04 jul, 2014 • Sandra Afonso

Economista José Castro Caldas admite que um cenário de incumprimento em 2011 poderia ter tido vantagens face aos resultados do plano resgate.

Portugal e outros países da União Europeia não vão conseguir aplicar o Tratado Orçamental com as condições e metas que o documento impõe, afirma o economista José Castro Caldas, em entrevista à Renascença.

“Tenho tido dificuldade em encontrar quem, em privado, consiga afirmar que é possível obter as taxas de crescimento do Produto Interno Bruto, dos preços e os saldos do Orçamento que seriam necessários para cumprir o Tratado, para poder reduzir a dívida pública portuguesa a metade em 20 anos. Isso não me parece ser exequível”, defende o investigador do Centro de Estudos Sociais da Universidade de Coimbra.

Para José Castro Caldas, a Europa vive uma situação "um pouco caricata", com um conjunto de governos "muito endividados" a depositar "as suas esperanças no não cumprimento de um Tratado que eles próprios assinaram". "Isto não faz qualquer sentido, os governos assinarem tratados sob uma ameaça qualquer para depois ficaram à espera da primeira oportunidade para não os cumprir”, sublinha.

O economista não concorda com o rótulo do sucesso aplicado ao programa de ajustamento português. “É muito difícil, em várias dimensões daquilo que o programa prometia, considerar que tenha sido um sucesso”, refere.

Ao contrário do objectivo inicial, a dívida externa da economia portuguesa e a dívida pública aumentaram “bastante” nos três anos do plano de resgate da “troika”, argumenta José Castro Caldas.

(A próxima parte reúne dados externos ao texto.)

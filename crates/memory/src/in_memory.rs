//! In-memory conversation store: useful for tests and ephemeral sessions.

use std::collections::HashMap;
use std::sync::Arc;

use async_trait::async_trait;
use chrono::Utc;
use tokio::sync::RwLock;
use vedaguru_core::error::StoreError;
use vedaguru_core::message::{ChatRecord, Conversation, ConversationId};
use vedaguru_core::store::ConversationStore;

/// Conversations kept in a map for the life of the process.
pub struct InMemoryConversationStore {
    conversations: Arc<RwLock<HashMap<ConversationId, Conversation>>>,
}

impl InMemoryConversationStore {
    pub fn new() -> Self {
        Self {
            conversations: Arc::new(RwLock::new(HashMap::new())),
        }
    }

    pub async fn len(&self) -> usize {
        self.conversations.read().await.len()
    }
}

impl Default for InMemoryConversationStore {
    fn default() -> Self {
        Self::new()
    }
}

fn not_found(id: &ConversationId) -> StoreError {
    StoreError::NotFound(id.to_string())
}

#[async_trait]
impl ConversationStore for InMemoryConversationStore {
    fn name(&self) -> &str {
        "in_memory"
    }

    async fn create(&self, conversation: Conversation) -> Result<Conversation, StoreError> {
        let mut conversations = self.conversations.write().await;
        if conversations.contains_key(&conversation.id) {
            return Err(StoreError::Storage(format!(
                "conversation {} already exists",
                conversation.id
            )));
        }
        conversations.insert(conversation.id.clone(), conversation.clone());
        Ok(conversation)
    }

    async fn get(&self, id: &ConversationId) -> Result<Option<Conversation>, StoreError> {
        Ok(self.conversations.read().await.get(id).cloned())
    }

    async fn append(&self, id: &ConversationId, record: ChatRecord) -> Result<Conversation, StoreError> {
        let mut conversations = self.conversations.write().await;
        let conversation = conversations.get_mut(id).ok_or_else(|| not_found(id))?;
        conversation.push(record);
        Ok(conversation.clone())
    }

    async fn list_for_user(&self, user_id: &str) -> Result<Vec<Conversation>, StoreError> {
        let conversations = self.conversations.read().await;
        let mut owned: Vec<Conversation> = conversations
            .values()
            .filter(|c| c.user_id.as_deref() == Some(user_id))
            .cloned()
            .collect();
        owned.sort_by(|a, b| b.updated_at.cmp(&a.updated_at));
        Ok(owned)
    }

    async fn rename(&self, id: &ConversationId, title: &str) -> Result<Conversation, StoreError> {
        let title = title.trim();
        if title.is_empty() {
            return Err(StoreError::Storage("title must not be empty".into()));
        }
        let mut conversations = self.conversations.write().await;
        let conversation = conversations.get_mut(id).ok_or_else(|| not_found(id))?;
        conversation.title = title.to_string();
        conversation.updated_at = Utc::now();
        Ok(conversation.clone())
    }

    async fn delete(&self, id: &ConversationId) -> Result<bool, StoreError> {
        Ok(self.conversations.write().await.remove(id).is_some())
    }
}
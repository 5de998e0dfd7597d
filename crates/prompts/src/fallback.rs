//! Canned replies used when no model output is available.

use vedaguru_core::ProviderFamily;

use crate::persona;

/// Persona-flavored apology for a failed provider call.
///
/// Every reply opens with the category's greeting, like a real answer would.
pub fn fallback_reply(category: &str, short_query: bool) -> String {
    let greeting = persona::profile(category).greeting;
    if short_query {
        return format!("{greeting} Namaste! I'm having a brief technical issue. Please try again shortly.");
    }

    let wisdom = match category {
        "vedas" => " As the Rigveda teaches us, 'धीरस्य धैर्यम्' (Patience is the virtue of the wise).",
        "puranas" => " As the wise Vyasa teaches, challenges are temporary while wisdom is eternal.",
        "epics" => " As Lord Krishna says in the Bhagavad Gita, patience leads to perfection.",
        "knowledge" => " The ancient texts teach us that obstacles are opportunities for growth.",
        "characters" => " As devotees say, 'कृष्ण कृपा करेंगे' (Krishna will show his grace).",
        _ => "",
    };
    let closing = if wisdom.is_empty() { " Om Shanti." } else { "" };

    format!(
        "{greeting} I apologize, but I'm currently experiencing technical difficulties.{wisdom} \
         Please try again in a moment, or ask another question.{closing}"
    )
}

fn display_name(family: ProviderFamily) -> &'static str {
    match family {
        ProviderFamily::Mistral => "Mistral AI",
        ProviderFamily::Perplexity => "Perplexity AI",
    }
}

/// Reply for a request routed to a provider that has no API key.
pub fn configuration_reply(family: ProviderFamily) -> String {
    format!(
        "{} API key is not configured. Please set the {} environment variable.",
        display_name(family),
        family.api_key_env()
    )
}

/// Reply for a provider name nobody registered.
pub fn unknown_provider_reply(name: &str) -> String {
    format!("Unknown AI provider '{name}'. Available providers are mistral and perplexity.")
}

#[cfg(test)]
mod tests {
    use super::*;

    #[test]
    fn short_fallback_opens_with_greeting() {
        let reply = fallback_reply("puranas", true);
        assert!(reply.starts_with("नमो नारायणाय 🙏"));
        assert!(reply.contains("brief technical issue"));
    }

    #[test]
    fn long_fallback_is_category_flavored() {
        let reply = fallback_reply("vedas", false);
        assert!(reply.starts_with("ॐ शांति: शांति: शांति: 🕉️"));
        assert!(reply.contains("धीरस्य धैर्यम्"));
        assert!(!reply.contains("Om Shanti."));
    }

    #[test]
    fn unknown_category_uses_generic_reply() {
        let reply = fallback_reply("tantras", false);
        assert!(reply.starts_with("जय श्री कृष्ण 🙏"));
        assert!(reply.ends_with("Om Shanti."));
    }

    #[test]
    fn configuration_reply_names_the_variable() {
        let reply = configuration_reply(ProviderFamily::Perplexity);
        assert!(reply.contains("PERPLEXITY_API_KEY"));
        assert!(reply.starts_with("Perplexity AI"));
    }
}
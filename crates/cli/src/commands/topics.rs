//! `vedaguru topics`: List the catalog.

use vedaguru_prompts::catalog;
use vedaguru_prompts::guidance;

pub fn run(only: Option<&str>) -> Result<(), Box<dyn std::error::Error>> {
    let categories: Vec<_> = match only {
        Some(id) => vec![catalog::category(id).ok_or_else(|| format!("Unknown category: {id}"))?],
        None => catalog::categories().iter().collect(),
    };

    for category in categories {
        println!("{} ({})", category.name, category.id);
        for topic in category.topic_infos() {
            let guided = guidance::resolve(category.id, topic.id, vedaguru_core::TopicMatching::Strict).is_some();
            let marker = if guided { " *" } else { "" };
            match topic.subcategory_id {
                Some(sub) => println!("  {:<22} {} [{sub}]{marker}", topic.id, topic.name),
                None => println!("  {:<22} {}{marker}", topic.id, topic.name),
            }
        }
        println!();
    }
    println!("* has specialized guidance");
    Ok(())
}
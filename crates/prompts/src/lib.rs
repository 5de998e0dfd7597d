//! Prompt construction and query classification for Vedaguru.
//!
//! Everything in this crate is pure and deterministic: static persona and
//! guidance tables, the topic catalog, the complexity heuristic and the
//! decision table that turns it into model parameters.

pub mod builder;
pub mod catalog;
pub mod classifier;
pub mod fallback;
pub mod guidance;
pub mod persona;

pub use builder::build_system_prompt;
pub use classifier::{GenerationProfile, ModelTier, QueryAnalysis, is_short_query};
pub use guidance::{GuidanceMatch, TopicGuidance};
pub use persona::PromptProfile;
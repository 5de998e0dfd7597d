//! `vedaguru ask`: Single-question mode.

use vedaguru_chat::ChatRequest;

use crate::TopicArgs;

pub async fn run(target: TopicArgs, message: String, json: bool) -> vedaguru_core::Result<()> {
    let (_config, service) = super::load_service()?;

    let mut request = ChatRequest::new(message, target.category, target.topic);
    request.provider = target.provider;

    if !json {
        eprint!("  Thinking...");
    }
    let reply = service.respond(request).await?;
    if json {
        println!("{}", serde_json::to_string_pretty(&reply)?);
    } else {
        eprint!("\r              \r");
        super::print_reply(&reply);
    }

    Ok(())
}
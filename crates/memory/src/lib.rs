//! Response cache and conversation storage for Vedaguru.

pub mod cache;
pub mod in_memory;

pub use cache::{CacheKey, CacheStats, ResponseCache};
pub use in_memory::InMemoryConversationStore;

Contas feitas, “Portugal chega ao fim destes três anos de resgate muito mais enfraquecido e em muitos piores condições para enfrentar o futuro, do que estava”.  

Nesta entrevista à Renascença, o economista admite que um cenário de incumprimento em 2011 poderia ter tido vantagens face aos resultados do plano resgate. Teria sido necessário uma "enorme coragem política", mas Portugal teria sido "poupado a um calvário que, no final, parece não resolver o problema".